THE PROBLEM -
Within the listing below, please show every line carrying the string "SiwbEvent".

Segment Start: GIVEN INFORMATION

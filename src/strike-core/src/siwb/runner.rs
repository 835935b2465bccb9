use crate::error::siwb::SiwbError;
use crate::identity::{now_nanos, DelegationChain, IdentityHandle, SessionKey, StoredSession};
use crate::machine::{spawn_machine, MachineHandle, OperationRunner};
use crate::siwb::canister::SiwbIdentityService;
use crate::siwb::machine::{SiwbEmission, SiwbEvent, SiwbMachine, SiwbOperation, SiwbOutcome, SiwbState};
use crate::siwb::types::LoginArgs;
use crate::storage::{KeyValueStorage, KeyValueStorageExt};
use crate::wallet::provider::sign_message_type_for;
use crate::wallet::{register_extension, BitcoinWallet, RelayTransport, WalletProviderKey};
use async_trait::async_trait;
use slog::{debug, info, Logger};
use std::collections::HashMap;
use std::sync::{Arc, Mutex};
use tokio::sync::broadcast::error::RecvError;

pub type SiwbHandle = MachineHandle<SiwbMachine>;

/// Performs the wallet, canister and storage work of a SIWB run.
pub struct SiwbRunner {
    transport: Arc<dyn RelayTransport>,
    service: Arc<dyn SiwbIdentityService>,
    storage: Arc<dyn KeyValueStorage>,
    storage_key: String,
    wallets: Mutex<HashMap<WalletProviderKey, Arc<BitcoinWallet>>>,
    logger: Logger,
}

impl SiwbRunner {
    pub fn new(
        transport: Arc<dyn RelayTransport>,
        service: Arc<dyn SiwbIdentityService>,
        storage: Arc<dyn KeyValueStorage>,
        storage_key: String,
        logger: Logger,
    ) -> Self {
        SiwbRunner {
            transport,
            service,
            storage,
            storage_key,
            wallets: Mutex::new(HashMap::new()),
            logger,
        }
    }

    /// Wallets keep the accounts they reported, so one instance per key is reused.
    pub fn wallet(&self, key: WalletProviderKey) -> Arc<BitcoinWallet> {
        self.wallets
            .lock()
            .unwrap()
            .entry(key)
            .or_insert_with(|| {
                Arc::new(BitcoinWallet::new(
                    key,
                    self.transport.clone(),
                    self.logger.new(slog::o!("wallet" => key.as_str())),
                ))
            })
            .clone()
    }

    async fn connect(&self, key: WalletProviderKey) -> SiwbOutcome {
        match register_extension(&self.wallet(key)).await {
            Ok(wallet) => SiwbOutcome::Connected(wallet),
            Err(err) => SiwbOutcome::Failed(SiwbError::WalletDiscovery(err)),
        }
    }

    async fn prepare(&self, address: &str) -> SiwbOutcome {
        match self.service.prepare_login(address).await {
            Ok(message) => SiwbOutcome::Prepared(message),
            Err(err) => SiwbOutcome::Failed(SiwbError::PrepareLoginFailed(err)),
        }
    }

    async fn sign(
        &self,
        key: WalletProviderKey,
        address: &str,
        message: Option<String>,
    ) -> Result<SiwbOutcome, SiwbError> {
        let message = message.ok_or(SiwbError::NoChallenge)?;
        let sign_message_type =
            sign_message_type_for(key, address).map_err(SiwbError::SignFailed)?;
        let wallet = self.wallet(key);
        let signature = wallet
            .sign_message(&message, None)
            .await
            .map_err(SiwbError::SignFailed)?;
        let public_key = wallet
            .get_public_key()
            .await
            .map_err(SiwbError::SignFailed)?;
        Ok(SiwbOutcome::Signed {
            signature,
            public_key,
            sign_message_type,
        })
    }

    async fn authenticate(
        &self,
        address: String,
        signature: String,
        public_key: String,
        sign_message_type: crate::wallet::SignMessageType,
    ) -> Result<SiwbOutcome, SiwbError> {
        // Never reuse a session key across logins.
        let session_key =
            SessionKey::generate().map_err(|err| SiwbError::SessionKeyFailed(err.to_string()))?;
        let args = LoginArgs {
            signature,
            address,
            public_key,
            session_key: session_key.public_key().to_vec(),
            sign_message_type,
        };
        let details = self
            .service
            .login(&args)
            .await
            .map_err(SiwbError::LoginFailed)?;
        let signed = self
            .service
            .get_delegation(&args.address, &args.session_key, details.expiration)
            .await
            .map_err(SiwbError::GetDelegationFailed)?;

        let chain = DelegationChain::from_signed_delegation(signed, details.user_canister_pubkey);
        let identity = chain
            .clone()
            .into_identity(&session_key, now_nanos())
            .map_err(|err| SiwbError::IdentityFailed(err.to_string()))?;

        let session = StoredSession::new(&session_key, &chain, Some(args.address.clone()));
        self.storage
            .set_typed(&self.storage_key, &session)
            .map_err(|err| SiwbError::PersistFailed(err.to_string()))?;
        info!(self.logger, "Signed in with Bitcoin"; "address" => &args.address, "principal" => %chain.principal());

        Ok(SiwbOutcome::Authenticated {
            identity: Arc::new(identity),
            chain,
        })
    }
}

#[async_trait]
impl OperationRunner<SiwbOperation, SiwbOutcome> for SiwbRunner {
    async fn run(&self, operation: SiwbOperation) -> SiwbOutcome {
        match operation {
            SiwbOperation::Init => SiwbOutcome::Initialized,
            SiwbOperation::Connect(key) => self.connect(key).await,
            SiwbOperation::Prepare { address } => self.prepare(&address).await,
            SiwbOperation::Sign {
                provider_key,
                address,
                message,
            } => self
                .sign(provider_key, &address, message)
                .await
                .unwrap_or_else(SiwbOutcome::Failed),
            SiwbOperation::Authenticate {
                address,
                signature,
                public_key,
                sign_message_type,
            } => self
                .authenticate(address, signature, public_key, sign_message_type)
                .await
                .unwrap_or_else(SiwbOutcome::Failed),
        }
    }
}

pub fn spawn_siwb_machine(runner: Arc<SiwbRunner>, logger: Logger) -> SiwbHandle {
    let (machine, initial) = SiwbMachine::new();
    spawn_machine(machine, Some(initial), runner, logger)
}

/// Drives a full sign-in and waits for its terminal emission.
pub async fn sign_in(
    handle: &SiwbHandle,
    key: WalletProviderKey,
    logger: &Logger,
) -> Result<(IdentityHandle, String), SiwbError> {
    let stopped = |_| SiwbError::Aborted("machine stopped".to_string());
    let snapshot = handle
        .wait_for(|snapshot| snapshot.state != SiwbState::Initializing)
        .await
        .map_err(stopped)?;
    if !matches!(snapshot.state, SiwbState::Idle | SiwbState::Authenticated) {
        return Err(SiwbError::Busy);
    }

    let mut emissions = handle.subscribe();
    handle.send(SiwbEvent::Connect(key)).map_err(stopped)?;
    let mut address = None;
    loop {
        match emissions.recv().await {
            Ok(SiwbEmission::Connected(wallet)) => {
                debug!(logger, "Wallet connected"; "address" => &wallet.address);
                address = Some(wallet.address);
            }
            Ok(SiwbEmission::Authenticated(identity)) => {
                let address = address
                    .or_else(|| handle.snapshot().context.address)
                    .unwrap_or_default();
                return Ok((identity, address));
            }
            Ok(SiwbEmission::Error(err)) => return Err(err),
            Ok(_) => {}
            Err(RecvError::Lagged(skipped)) => {
                debug!(logger, "Missed {} SIWB emissions", skipped);
            }
            Err(RecvError::Closed) => {
                return Err(SiwbError::Aborted("machine stopped".to_string()))
            }
        }
    }
}
use crate::error::wallet::{RelayError, WalletError};
use crate::wallet::address::{address_type, AddressType};
use crate::wallet::provider_key::{WalletFamily, WalletProviderKey};
use crate::wallet::relay::{interpret_response, RelayMethod, RelayRequest, RelayTransport};
use candid::CandidType;
use serde::de::DeserializeOwned;
use serde::{Deserialize, Serialize};
use serde_json::{json, Value};
use slog::{debug, Logger};
use std::fmt;
use std::sync::{Arc, Mutex};

/// Signature scheme a SIWB login is signed with.
#[derive(CandidType, Clone, Copy, Debug, PartialEq, Eq, Serialize, Deserialize)]
pub enum SignMessageType {
    #[serde(rename = "ECDSA")]
    Ecdsa,
    Bip322Simple,
}

impl SignMessageType {
    /// The name wallets use for the scheme.
    pub fn as_wallet_str(&self) -> &'static str {
        match self {
            SignMessageType::Ecdsa => "ecdsa",
            SignMessageType::Bip322Simple => "bip322-simple",
        }
    }
}

impl fmt::Display for SignMessageType {
    fn fmt(&self, f: &mut fmt::Formatter<'_>) -> fmt::Result {
        f.write_str(self.as_wallet_str())
    }
}

#[derive(Clone, Copy, Debug, Default, PartialEq, Eq, Serialize, Deserialize)]
pub struct WalletBalance {
    pub total: u64,
    pub confirmed: u64,
    pub unconfirmed: u64,
}

#[derive(Debug, Default)]
struct AccountCache {
    address: Option<String>,
    public_key: Option<String>,
}

#[derive(Deserialize)]
#[serde(rename_all = "camelCase")]
struct SatsConnectAddress {
    address: String,
    #[serde(default)]
    public_key: Option<String>,
}

#[derive(Deserialize)]
struct SatsConnectResult<T> {
    result: Option<T>,
}

#[derive(Deserialize)]
struct SatsConnectSignature {
    signature: Option<String>,
}

/// One wallet extension, reached through the relay.
pub struct BitcoinWallet {
    key: WalletProviderKey,
    transport: Arc<dyn RelayTransport>,
    accounts: Mutex<AccountCache>,
    logger: Logger,
}

impl BitcoinWallet {
    pub fn new(key: WalletProviderKey, transport: Arc<dyn RelayTransport>, logger: Logger) -> Self {
        BitcoinWallet {
            key,
            transport,
            accounts: Mutex::new(AccountCache::default()),
            logger,
        }
    }

    pub fn key(&self) -> WalletProviderKey {
        self.key
    }

    pub fn family(&self) -> WalletFamily {
        self.key.family()
    }

    pub fn default_address(&self) -> Option<String> {
        self.accounts.lock().unwrap().address.clone()
    }

    async fn send_raw(&self, method: RelayMethod, payload: Value) -> Result<Value, WalletError> {
        debug!(self.logger, "Sending wallet request"; "type" => %method, "wallet" => self.key.as_str());
        let response = self
            .transport
            .send(RelayRequest {
                method,
                wallet: self.key.as_str().to_string(),
                payload,
            })
            .await?;
        Ok(interpret_response(response)?)
    }

    async fn send<T: DeserializeOwned>(
        &self,
        method: RelayMethod,
        payload: Value,
    ) -> Result<T, WalletError> {
        let response = self.send_raw(method, payload).await?;
        serde_json::from_value(response).map_err(|err| {
            RelayError::UnexpectedResponse {
                method: method.to_string(),
                reason: err.to_string(),
            }
            .into()
        })
    }

    fn remember_accounts(&self, address: Option<String>, public_key: Option<String>) {
        let mut accounts = self.accounts.lock().unwrap();
        accounts.address = address;
        if public_key.is_some() {
            accounts.public_key = public_key;
        }
    }

    /// Asks the wallet to connect and returns its addresses, default first.
    pub async fn request_accounts(&self) -> Result<Vec<String>, WalletError> {
        match self.family() {
            WalletFamily::SatsConnect => self.get_accounts().await,
            WalletFamily::Injected => {
                let accounts: Vec<String> =
                    self.send(RelayMethod::RequestAccounts, json!({})).await?;
                if let Some(first) = accounts.first() {
                    self.remember_accounts(Some(first.clone()), None);
                }
                Ok(accounts)
            }
        }
    }

    pub async fn get_accounts(&self) -> Result<Vec<String>, WalletError> {
        match self.family() {
            WalletFamily::SatsConnect => {
                let response: SatsConnectResult<Vec<SatsConnectAddress>> = self
                    .send(
                        RelayMethod::GetAccounts,
                        json!({ "purposes": ["ordinals", "payment"] }),
                    )
                    .await?;
                let addresses = response.result.ok_or(WalletError::UserRejected)?;
                let first = addresses.first();
                self.remember_accounts(
                    first.map(|a| a.address.clone()),
                    first.and_then(|a| a.public_key.clone()),
                );
                Ok(addresses.into_iter().map(|a| a.address).collect())
            }
            WalletFamily::Injected => {
                let accounts: Vec<String> = self.send(RelayMethod::GetAccounts, json!({})).await?;
                if let Some(first) = accounts.first() {
                    self.remember_accounts(Some(first.clone()), None);
                }
                Ok(accounts)
            }
        }
    }

    /// The network as the wallet names it.
    pub async fn get_network(&self) -> Result<String, WalletError> {
        match self.family() {
            WalletFamily::SatsConnect => {
                let address = self.default_address().ok_or(WalletError::NotConnected)?;
                let (_, network) = address_type(&address)?;
                Ok(network.as_str().to_string())
            }
            WalletFamily::Injected => self.send(RelayMethod::GetNetwork, json!({})).await,
        }
    }

    pub async fn get_public_key(&self) -> Result<String, WalletError> {
        if let Some(public_key) = self.accounts.lock().unwrap().public_key.clone() {
            return Ok(public_key);
        }
        match self.family() {
            WalletFamily::SatsConnect => Err(WalletError::NotConnected),
            WalletFamily::Injected => {
                let public_key: String = self.send(RelayMethod::GetPublicKey, json!({})).await?;
                self.accounts.lock().unwrap().public_key = Some(public_key.clone());
                Ok(public_key)
            }
        }
    }

    /// Signs `message` with the default account. When a scheme is requested,
    /// request-style wallets check it against the address type first.
    pub async fn sign_message(
        &self,
        message: &str,
        sign_type: Option<SignMessageType>,
    ) -> Result<String, WalletError> {
        match self.family() {
            WalletFamily::SatsConnect => {
                let address = self.default_address().ok_or(WalletError::NotConnected)?;
                if let Some(sign_type) = sign_type {
                    check_sign_type(&address, sign_type)?;
                }
                let response: SatsConnectResult<SatsConnectSignature> = self
                    .send(
                        RelayMethod::SignMessage,
                        json!({ "address": address, "message": message }),
                    )
                    .await?;
                response
                    .result
                    .and_then(|r| r.signature)
                    .ok_or(WalletError::UserRejected)
            }
            WalletFamily::Injected => {
                let payload = match sign_type {
                    Some(sign_type) => {
                        json!({ "message": message, "type": sign_type.as_wallet_str() })
                    }
                    None => json!({ "message": message }),
                };
                self.send(RelayMethod::SignMessage, payload).await
            }
        }
    }

    pub async fn get_balance(&self) -> Result<WalletBalance, WalletError> {
        self.send(RelayMethod::GetBalance, json!({})).await
    }

    /// Returns the transaction id.
    pub async fn send_bitcoin(&self, address: &str, amount: u64) -> Result<String, WalletError> {
        let payload = match self.family() {
            WalletFamily::SatsConnect => {
                json!({ "recipients": [{ "address": address, "amount": amount }] })
            }
            WalletFamily::Injected => json!({ "address": address, "amount": amount }),
        };
        self.send(RelayMethod::SendBitcoin, payload).await
    }

    pub async fn get_address_type(&self, address: &str) -> Result<Option<String>, WalletError> {
        self.send(RelayMethod::GetAddressType, json!({ "address": address }))
            .await
    }

    pub async fn get_app_version(&self) -> Result<String, WalletError> {
        self.send(RelayMethod::GetAppVersion, json!({})).await
    }

    pub async fn get_supported_methods(&self) -> Result<Vec<String>, WalletError> {
        self.send(RelayMethod::GetSupportedMethods, json!({})).await
    }

    pub async fn push_tx(&self, rawtx: &str) -> Result<String, WalletError> {
        self.send(RelayMethod::PushTx, json!({ "rawtx": rawtx })).await
    }

    pub async fn push_psbt(&self, psbt: &str) -> Result<String, WalletError> {
        self.send(RelayMethod::PushPsbt, json!({ "psbt": psbt })).await
    }

    pub async fn fetch_and_validate_file(
        &self,
        url: &str,
        file_path: &str,
        expect_sha: &str,
    ) -> Result<String, WalletError> {
        self.send(
            RelayMethod::FetchAndValidateFile,
            json!({ "url": url, "filePath": file_path, "expectSHA": expect_sha }),
        )
        .await
    }
}

fn check_sign_type(address: &str, sign_type: SignMessageType) -> Result<(), WalletError> {
    let (kind, _) = address_type(address)?;
    let refused = match sign_type {
        SignMessageType::Ecdsa => matches!(
            kind,
            AddressType::P2tr | AddressType::P2wpkh | AddressType::P2shP2wpkh
        ),
        SignMessageType::Bip322Simple => {
            matches!(kind, AddressType::P2pkh | AddressType::P2shP2wpkh)
        }
    };
    if refused {
        return Err(WalletError::UnsupportedSignType {
            address_type: kind.to_string(),
            sign_type: sign_type.to_string(),
        });
    }
    Ok(())
}

/// The scheme a SIWB login uses for this wallet and address: request-style
/// wallets sign Taproot and native SegWit addresses with BIP-322, everything
/// else signs plain ECDSA.
pub fn sign_message_type_for(
    key: WalletProviderKey,
    address: &str,
) -> Result<SignMessageType, WalletError> {
    if key.family() != WalletFamily::SatsConnect {
        return Ok(SignMessageType::Ecdsa);
    }
    let (kind, _) = address_type(address)?;
    Ok(match kind {
        AddressType::P2tr | AddressType::P2wpkh => SignMessageType::Bip322Simple,
        _ => SignMessageType::Ecdsa,
    })
}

Segment End: GIVEN INFORMATION

RESULT BELOW -
use crate::siwb::machine::{SiwbEmission, SiwbEvent, SiwbMachine, SiwbOperation, SiwbOutcome, SiwbState};
    handle.send(SiwbEvent::Connect(key)).map_err(stopped)?;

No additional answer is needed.